前述的H28、H29结构的阳离子脂质化合物的制备方法,包括如下步骤:
第一中间产物的合成:碱性条件下,胺与三光气反应生成异氰酸酯,异氰酸酯与胺反应生成相应的含脲结构的第一中间产物;
第二中间产物的合成:将长链烷基羧酸溶于二氯甲烷后,在1-(3-二甲基氨基丙基)-3-乙基碳二亚胺活化下与长链烷基醇化合物发生酯化反应合成;
阳离子脂质化合物的合成:将第二中间产物溶于二氯甲烷后,在1-(3-二甲基氨基丙基)-3-乙基碳二亚胺活化下与第一中间产物发生酯化反应合成。
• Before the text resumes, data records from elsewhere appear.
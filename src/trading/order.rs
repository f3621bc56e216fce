//! Order types and creation.

use rust_decimal::Decimal;
use serde::{Deserialize, Serialize};
use strum::{Display, EnumString};

use crate::error::OrderError;

/// Order side.
#[derive(Debug, Clone, Copy, PartialEq, Eq, Hash, Serialize, Deserialize, Display, EnumString)]
#[serde(rename_all = "UPPERCASE")]
pub enum Side {
    /// Buy order.
    #[strum(to_string = "BUY", serialize = "buy")]
    Buy,
    /// Sell order.
    #[strum(to_string = "SELL", serialize = "sell")]
    Sell,
}

/// Order time-in-force.
#[derive(
    Debug, Clone, Copy, PartialEq, Eq, Hash, Serialize, Deserialize, Display, EnumString, Default,
)]
#[serde(rename_all = "UPPERCASE")]
pub enum TimeInForce {
    /// Fill-or-kill: must fill entirely or cancel.
    #[default]
    #[strum(to_string = "FOK", serialize = "fok")]
    FOK,
    /// Good-till-cancelled: stays on book until filled or cancelled.
    #[strum(to_string = "GTC", serialize = "gtc")]
    GTC,
}

/// A validated order, immutable after construction.
#[derive(Debug, Clone, PartialEq, Eq)]
pub struct OrderRequest {
    token_id: String,
    side: Side,
    price: Decimal,
    size: Decimal,
    tif: TimeInForce,
}

impl OrderRequest {
    /// Fill-or-Kill buy of `size` shares of `token_id` at limit `price`.
    pub fn fok_buy(token_id: impl Into<String>, price: Decimal, size: Decimal) -> Result<Self, OrderError> {
        let request = Self {
            token_id: token_id.into(),
            side: Side::Buy,
            price,
            size,
            tif: TimeInForce::FOK,
        };
        request.validate()?;
        Ok(request)
    }

    fn validate(&self) -> Result<(), OrderError> {
        if self.token_id.trim().is_empty() {
            return Err(OrderError::InvalidParams("token_id is required".to_string()));
        }
        if self.price <= Decimal::ZERO || self.price >= Decimal::ONE {
            return Err(OrderError::PriceOutOfRange(self.price));
        }
        if self.size <= Decimal::ZERO {
            return Err(OrderError::InvalidParams("size must be positive".to_string()));
        }
        Ok(())
    }

    /// Token to trade.
    pub fn token_id(&self) -> &str {
        &self.token_id
    }

    /// Order side.
    pub fn side(&self) -> Side {
        self.side
    }

    /// Limit price.
    pub fn price(&self) -> Decimal {
        self.price
    }

    /// Share count.
    pub fn size(&self) -> Decimal {
        self.size
    }

    /// Time-in-force.
    pub fn tif(&self) -> TimeInForce {
        self.tif
    }

    /// Collateral committed if filled at the limit.
    pub fn notional(&self) -> Decimal {
        self.price * self.size
    }
}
前述的H17结构的阳离子脂质化合物的制备方法,包括如下步骤:
第一中间产物的合成:亚油醇与溴代酰氯化合物在碱性条件下发生酯化反应得到溴代的长链烷烃;
第二中间产物的合成:由间氯过氧苯甲酸将双键氧化生成环氧;
第三中间产物的合成:碱性条件下由第一中间产物溴代的长链烷烃与胺发生亲核取代反应制得;
阳离子脂质化合物的合成:加热条件下由第二中间产物的环氧和第三中间产物的胺发生开环反应制得。
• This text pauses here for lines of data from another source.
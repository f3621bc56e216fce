//! Order submission, retry, and dry-run simulation.

use std::sync::atomic::{AtomicU32, Ordering};
use std::sync::Arc;
use std::time::Duration;

use alloy::signers::local::PrivateKeySigner;
use async_trait::async_trait;
use rust_decimal::Decimal;
use serde::{Deserialize, Serialize};
use thiserror::Error;
use time::OffsetDateTime;
use tracing::{debug, error, info, instrument, warn};

use super::order::{OrderRequest, Side};
use crate::error::{OrderError, RejectReason};
use crate::metrics;
use crate::orderbook::OrderBookSnapshot;
use crate::signing::{self, Credentials};
use crate::sniper::scheduler::Clock;

/// Whether orders reach the exchange.
#[derive(Debug, Clone, Copy, PartialEq, Eq)]
pub enum ExecutionMode {
    /// Submit to the CLOB.
    Live,
    /// Synthesize the result locally.
    DryRun,
}

impl ExecutionMode {
    /// Map the `dry_run` flag.
    pub fn from_dry_run(dry_run: bool) -> Self {
        if dry_run {
            ExecutionMode::DryRun
        } else {
            ExecutionMode::Live
        }
    }
}

/// Final status of an execution.
#[derive(Debug, Clone, Copy, PartialEq, Eq, strum::Display)]
#[strum(serialize_all = "SCREAMING_SNAKE_CASE")]
pub enum ExecutionStatus {
    /// Fully filled.
    Filled,
    /// Dry-run fill.
    Simulated,
    /// Definitively refused by the exchange.
    Rejected,
    /// Not executed.
    Failed,
}

/// Why an execution did not fill.
#[derive(Error, Debug, Clone, PartialEq)]
pub enum ExecutionError {
    /// Exchange refused the order.
    #[error("rejected: {0}")]
    Rejected(RejectReason),
    /// Not enough time left for another round trip.
    #[error("missed window")]
    MissedWindow,
    /// Every attempt hit a transient error.
    #[error("retries exhausted: {0}")]
    RetriesExhausted(String),
    /// Signing or credential failure.
    #[error("signature: {0}")]
    Signature(String),
}

/// Outcome of [`OrderExecutor::execute`].
#[derive(Debug, Clone, PartialEq)]
pub struct ExecutionResult {
    /// Final status.
    pub status: ExecutionStatus,
    /// Average fill price.
    pub filled_price: Option<Decimal>,
    /// Shares filled.
    pub filled_size: Option<Decimal>,
    /// Exchange order id, when known.
    pub order_id: Option<String>,
    /// Time from first attempt to result.
    pub latency: Duration,
    /// Submission attempts made.
    pub attempts: u32,
    /// Failure detail.
    pub error: Option<ExecutionError>,
}

impl ExecutionResult {
    fn failed(error: ExecutionError, attempts: u32, latency: Duration) -> Self {
        let status = match error {
            ExecutionError::Rejected(_) => ExecutionStatus::Rejected,
            _ => ExecutionStatus::Failed,
        };
        Self {
            status,
            filled_price: None,
            filled_size: None,
            order_id: None,
            latency,
            attempts,
            error: Some(error),
        }
    }

    /// Whether the session should settle.
    pub fn is_success(&self) -> bool {
        matches!(self.status, ExecutionStatus::Filled | ExecutionStatus::Simulated)
    }
}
前述的H2结构的阳离子脂质化合物的制备方法,包括如下步骤:
第一中间产物的合成:将长链烷基羧酸化合物溶于二氯甲烷后,在1-(3-二甲基氨基丙基)-3-乙基碳二亚胺活化下与二元醇发生酯化反应合成;
第二中间产物的合成:将第一中间产物使用戴斯马丁氧化剂将长链烷基醇氧化成长链烷基醛制得;
阳离子脂质化合物的合成:使用胺和第二中间产物的醛基发生还原胺化反应制得。
前述的H30、H31结构的阳离子脂质化合物的制备方法,包括如下步骤:
第一中间产物的合成:由间氯过氧苯甲酸将双键氧化生成环氧,得到第一中间产物;
第二中间产物的合成:将长链环氧烷基羧酸溶于二氯甲烷后,在1-(3-二甲基氨基丙基)-3-乙基碳二亚胺活化下与端烯长链烷基醇发生酯化反应合成,得到第二中间产物;
阳离子脂质化合物的合成:加热条件下由胺与环氧发生开环反应,将阳离子的亲水头部与疏水尾部连接生成阳离子脂质化合物。
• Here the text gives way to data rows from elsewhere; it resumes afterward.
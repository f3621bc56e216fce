//! Polymarket up/down sniper entry point.

use std::collections::HashSet;
use std::net::SocketAddr;
use std::time::Duration;

use clap::{Parser, Subcommand};
use time::format_description::well_known::Rfc3339;
use time::OffsetDateTime;
use tokio::net::TcpListener;
use tracing::{error, info, warn};
use tracing_subscriber::{fmt, prelude::*, EnvFilter};

use polymarket_sniper::api::{create_router, AppState};
use polymarket_sniper::config::Config;
use polymarket_sniper::market::{CandidateFilter, GammaScanner, Market, MarketScanner, SidePick};
use polymarket_sniper::metrics;
use polymarket_sniper::error::BotError;
use polymarket_sniper::signing::{address_of, Credentials};
use polymarket_sniper::sniper::{http_client, live_context, run_session, side_pick, SniperSupervisor};
use polymarket_sniper::utils::{shutdown_signal, stop_channel};

/// Last-second Fill-or-Kill sniper for Polymarket up/down markets.
#[derive(Parser, Debug)]
#[command(name = "polymarket-sniper")]
#[command(about = "Buys the likely winner of short crypto up/down markets just before resolution")]
#[command(version)]
struct Args {
    /// Enable verbose logging.
    #[arg(short, long, global = true)]
    verbose: bool,

    /// Emit logs as JSON.
    #[arg(long, global = true)]
    json: bool,

    #[command(subcommand)]
    command: Option<Command>,

    /// Run in dry-run mode (no real orders).
    #[arg(long)]
    dry_run: Option<bool>,

    /// HTTP server port for health/status.
    #[arg(short, long)]
    port: Option<u16>,
}

#[derive(Subcommand, Debug)]
enum Command {
    /// Scan for markets and snipe them until stopped (default).
    Run {
        /// Run in dry-run mode (no real orders).
        #[arg(long)]
        dry_run: Option<bool>,

        /// HTTP server port for health/status.
        #[arg(short, long)]
        port: Option<u16>,
    },

    /// Snipe one known market and exit.
    Snipe {
        /// Condition id.
        #[arg(long)]
        market_id: String,

        /// Up (YES) token id.
        #[arg(long)]
        up_token: String,

        /// Down (NO) token id.
        #[arg(long)]
        down_token: String,

        /// Resolution deadline, RFC 3339.
        #[arg(long)]
        deadline: String,

        /// up, down or favorite. Defaults to SIDE.
        #[arg(long)]
        side: Option<String>,

        /// Run in dry-run mode (no real orders).
        #[arg(long)]
        dry_run: Option<bool>,
    },

    /// Check configuration validity.
    CheckConfig,

    /// Run the scanner once and print the candidate market.
    Discover,
}

#[tokio::main]
async fn main() -> anyhow::Result<()> {
    // Parse CLI arguments
    let args = Args::parse();

    // .env must be visible before RUST_LOG is read
    dotenvy::dotenv().ok();

    // Initialize logging
    let filter = if args.verbose {
        EnvFilter::new("polymarket_sniper=debug,info")
    } else {
        EnvFilter::try_from_default_env().unwrap_or_else(|_| EnvFilter::new("info"))
    };

    if args.json {
        tracing_subscriber::registry()
            .with(fmt::layer().json())
            .with(filter)
            .init();
    } else {
        tracing_subscriber::registry()
            .with(fmt::layer())
            .with(filter)
            .init();
    }

    // Initialize metrics
    metrics::init_metrics();

    // Handle subcommands
    match args.command {
        Some(Command::CheckConfig) => cmd_check_config().await,
        Some(Command::Discover) => cmd_discover().await,
        Some(Command::Run { dry_run, port }) => cmd_run(dry_run.or(args.dry_run), port.or(args.port)).await,
        Some(Command::Snipe {
            market_id,
            up_token,
            down_token,
            deadline,
            side,
            dry_run,
        }) => cmd_snipe(market_id, up_token, down_token, deadline, side, dry_run.or(args.dry_run)).await,
        None => cmd_run(args.dry_run, args.port).await,
    }
}

/// Load and validate configuration, applying the CLI dry-run override.
fn load_config(dry_run_override: Option<bool>) -> anyhow::Result<Config> {
    info!("Loading configuration...");
    let mut config = Config::load().map_err(|e| {
        error!("Failed to load configuration: {}", e);
        e
    })?;

    // Override with CLI args if provided
    if let Some(dry_run) = dry_run_override {
        config.dry_run = dry_run;
    }

    if let Err(e) = config.validate() {
        error!("Invalid configuration: {}", e);
        return Err(anyhow::anyhow!("Configuration validation failed: {}", e));
    }

    Ok(config)
}

/// Check configuration validity.
async fn cmd_check_config() -> anyhow::Result<()> {
    println!("======================================================================");
    println!("POLYMARKET SNIPER - CONFIGURATION CHECK");
    println!("======================================================================");

    // Load configuration
    print!("Loading configuration... ");
    let mut config = match Config::load() {
        Ok(c) => {
            println!("OK");
            c
        }
        Err(e) => {
            println!("FAILED");
            println!("  Error: {}", e);
            return Err(anyhow::anyhow!("Configuration load failed"));
        }
    };

    // Validate configuration
    print!("Validating configuration... ");
    match config.validate() {
        Ok(()) => println!("OK"),
        Err(e) => {
            println!("FAILED");
            println!("  Error: {}", e);
            return Err(anyhow::anyhow!("Configuration validation failed"));
        }
    }

    let api_configured = config.polymarket_api_key.is_some();

    // Check private key
    print!("Checking private key... ");
    let signer = Credentials::take_from(&mut config).and_then(|c| c.signer().map_err(BotError::from));
    match signer {
        Ok(signer) => {
            println!("OK");
            println!("  Wallet address: {}", address_of(&signer));
        }
        Err(e) => {
            println!("FAILED");
            println!("  Error: {}", e);
            return Err(anyhow::anyhow!("Private key invalid"));
        }
    }

    // Show configuration summary
    println!("----------------------------------------------------------------------");
    println!("Configuration Summary:");
    println!("  Signature Type: {} ({})", config.polymarket_signature_type,
        match config.polymarket_signature_type {
            0 => "EOA - Standard wallet",
            1 => "Magic.link - Proxy wallet",
            2 => "Gnosis Safe - Multi-sig",
            _ => "Unknown",
        });

    if config.is_magic_link() {
        match &config.polymarket_funder {
            Some(funder) => println!("  Funder Address: {}", funder),
            None => println!("  WARNING: Magic.link requires POLYMARKET_FUNDER to be set!"),
        }
    }

    println!("  API Credentials: {}", if api_configured { "Set" } else { "Not set" });
    println!("  Trigger Offset: {}s before deadline", config.trigger_offset_seconds);
    println!("  Monitor Window: {} min", config.monitor_window_minutes);
    println!("  Buy Price: ${}", config.buy_price);
    println!("  Buy Size: {} shares", config.buy_size);
    println!("  Min Win Probability: {}", config.min_win_probability);
    println!("  Side: {}", config.side);
    println!("  Dry Run: {}", config.dry_run);
    println!("  Scan Queries: {}", config.scan_queries().join(" | "));
    println!("======================================================================");
    println!("CONFIGURATION CHECK PASSED");
    println!("======================================================================");

    Ok(())
}

/// Run the scanner once and print what it would snipe next.
async fn cmd_discover() -> anyhow::Result<()> {
    let config = Config::load()?;
    let http = http_client(&config)?;
    let side = side_pick(&config)?;
    let scanner = GammaScanner::new(http, config.polymarket_gamma_url.clone(), config.scan_queries(), side);

    let now = OffsetDateTime::now_utc();
    let filter = CandidateFilter {
        now,
        horizon: config.supervisor().scan_horizon,
        exclude: HashSet::new(),
    };

    println!("Searching for crypto up/down markets...");
    match scanner.next_candidate(&filter).await? {
        Some(market) => {
            println!("======================================================================");
            println!("Found market: {}", market.label());
            println!("  Condition ID: {}", market.id);
            println!("  UP Token: {}", market.up_token_id);
            println!("  DOWN Token: {}", market.down_token_id);
            println!("  Deadline: {}", market.deadline.format(&Rfc3339)?);
            println!("  Time remaining: {}", market.time_remaining_str(now));
            println!("  Side: {}", market.side);
            println!("======================================================================");
        }
        None => {
            println!("No market resolves within the next {} minutes", config.scan_horizon_minutes);
        }
    }

    Ok(())
}

/// Snipe a single market given on the command line.
async fn cmd_snipe(
    market_id: String,
    up_token: String,
    down_token: String,
    deadline: String,
    side: Option<String>,
    dry_run_override: Option<bool>,
) -> anyhow::Result<()> {
    let mut config = load_config(dry_run_override)?;
    let deadline = OffsetDateTime::parse(&deadline, &Rfc3339)
        .map_err(|e| anyhow::anyhow!("Invalid --deadline '{}': {}", deadline, e))?;
    let side = match side {
        Some(s) => s
            .parse::<SidePick>()
            .map_err(|_| anyhow::anyhow!("Invalid --side '{}'", s))?,
        None => side_pick(&config)?,
    };

    let market = Market {
        id: market_id,
        up_token_id: up_token,
        down_token_id: down_token,
        side,
        deadline,
        question: None,
    };

    info!(
        market = %market.id,
        deadline = %market.deadline,
        side = %market.side,
        mode = if config.dry_run { "DRY RUN" } else { "LIVE" },
        "Sniping single market"
    );

    if config.metrics_enabled {
        metrics::install_exporter(config.metrics_port)?;
    }

    let (stop_tx, stop) = stop_channel();
    tokio::spawn(async move {
        shutdown_signal().await;
        stop_tx.send_replace(true);
    });

    let http = http_client(&config)?;
    let ctx = live_context(&mut config, http)?;
    let record = run_session(market, config.sniper(), ctx, stop).await;

    println!("======================================================================");
    println!("Session finished: {}", record.state);
    if let Some(probability) = record.probability.and_then(|p| p.value()) {
        println!("  Probability at fire: {}", probability);
    }
    if let Some(result) = &record.result {
        println!("  Execution: {}", result.status);
        if let (Some(price), Some(size)) = (result.filled_price, result.filled_size) {
            println!("  Filled: {} shares @ ${}", size, price);
        }
        if let Some(order_id) = &result.order_id {
            println!("  Order ID: {}", order_id);
        }
        println!("  Latency: {}ms over {} attempt(s)", result.latency.as_millis(), result.attempts);
    }
    println!("======================================================================");

    Ok(())
}

/// Run the supervisor loop with the health server alongside.
async fn cmd_run(dry_run_override: Option<bool>, port_override: Option<u16>) -> anyhow::Result<()> {
    let mut config = load_config(dry_run_override)?;

    info!("Configuration loaded successfully");
    info!("Mode: {}", if config.dry_run { "DRY RUN" } else { "LIVE TRADING" });
    info!("Buy: {} shares @ ${}", config.buy_size, config.buy_price);
    info!("Trigger: {}s before deadline, min probability {}", config.trigger_offset_seconds, config.min_win_probability);

    if config.metrics_enabled {
        metrics::install_exporter(config.metrics_port)?;
        info!("Metrics exporter listening on port {}", config.metrics_port);
    }

    let supervisor = SniperSupervisor::from_config(&mut config)?;

    // Create app state
    let app_state = AppState::new(supervisor.watch_stats(), supervisor.watch_session(), config.dry_run);

    // Start HTTP server
    let port = port_override.unwrap_or(config.port);
    let addr = SocketAddr::from(([0, 0, 0, 0], port));
    let listener = TcpListener::bind(addr).await?;
    info!("HTTP server listening on {}", addr);

    let router = create_router(app_state.clone());

    // Spawn HTTP server
    let _server_handle = tokio::spawn(async move {
        axum::serve(listener, router)
            .with_graceful_shutdown(shutdown_signal())
            .await
    });

    let (stop_tx, stop) = stop_channel();
    tokio::spawn(async move {
        shutdown_signal().await;
        stop_tx.send_replace(true);
    });

    app_state.set_ready(true);
    let result = supervisor.run(stop).await;
    app_state.set_ready(false);

    match result {
        Ok(stats) => {
            info!(
                sessions = stats.sessions,
                settled = stats.settled,
                aborted = stats.aborted,
                failed = stats.failed,
                "Sniper stopped"
            );
            // Let the server finish in-flight requests
            tokio::time::sleep(Duration::from_millis(100)).await;
            Ok(())
        }
        Err(e) => {
            warn!("Supervisor exited with error: {}", e);
            Err(e.into())
        }
    }
}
前述的一种阳离子脂质化合物的应用,应用于包含阳离子脂质化合物的组合物、其立体异构体、其互变异构体或其在药学上可接受的盐。
前述的一种阳离子脂质化合物的应用,包含阳离子脂质化合物的组合物包括:载体,所载的药物试剂,药物辅助剂。
前述的一种阳离子脂质化合物的应用,载体为脂质纳米粒LNP,脂质纳米粒的平均尺寸为30-200nm,脂质纳米粒的制剂的多分散指数≤0.5。
前述的一种阳离子脂质化合物的应用,载体包括:一种或多种可电离的脂质化合物。
前述的一种阳离子脂质化合物的应用,载体还包括:助脂质,阳离子脂质化合物与助脂质的摩尔比为0.5:1-10:1;这样的摩尔比是一种优选,只要是采用本发明结构的阳离子脂质化合物的组合物均在本发明的保护范围内,均受本发明启示;助脂质包括:磷脂酰胆碱、磷脂酰乙醇胺、鞘磷脂、甾醇及其衍生物、神经酰胺、带电脂质中的一种或几种的组合。
前述的一种阳离子脂质化合物的应用,载体还包括:结构脂质或聚合物缀合脂质。
前述的一种阳离子脂质化合物的应用,载体还包括:结构脂质,阳离子脂质化合物与结构脂质的摩尔比为0.5:1-5:1;这样的摩尔比是一种优选,只要是采用本发明结构的阳离子脂质化合物的组合物均在本发明的保护范围内,均受本发明启示。
前述的一种阳离子脂质化合物的应用,载体还包括:聚合物缀合脂质,阳离子脂质化合物与聚合物缀合脂质的摩尔比为20:1-250:1;聚合物缀合脂质为聚乙二醇化脂质。
前述的一种阳离子脂质化合物的应用,所载的药物试剂包括:核酸分子,小分子化合物,多肽或蛋白质中的一种或多种;药物试剂的选择和复配不受限制,只要是采用了本发明结构的阳离子脂质化合物均在本发明的保护范围内,且均受本发明的启示。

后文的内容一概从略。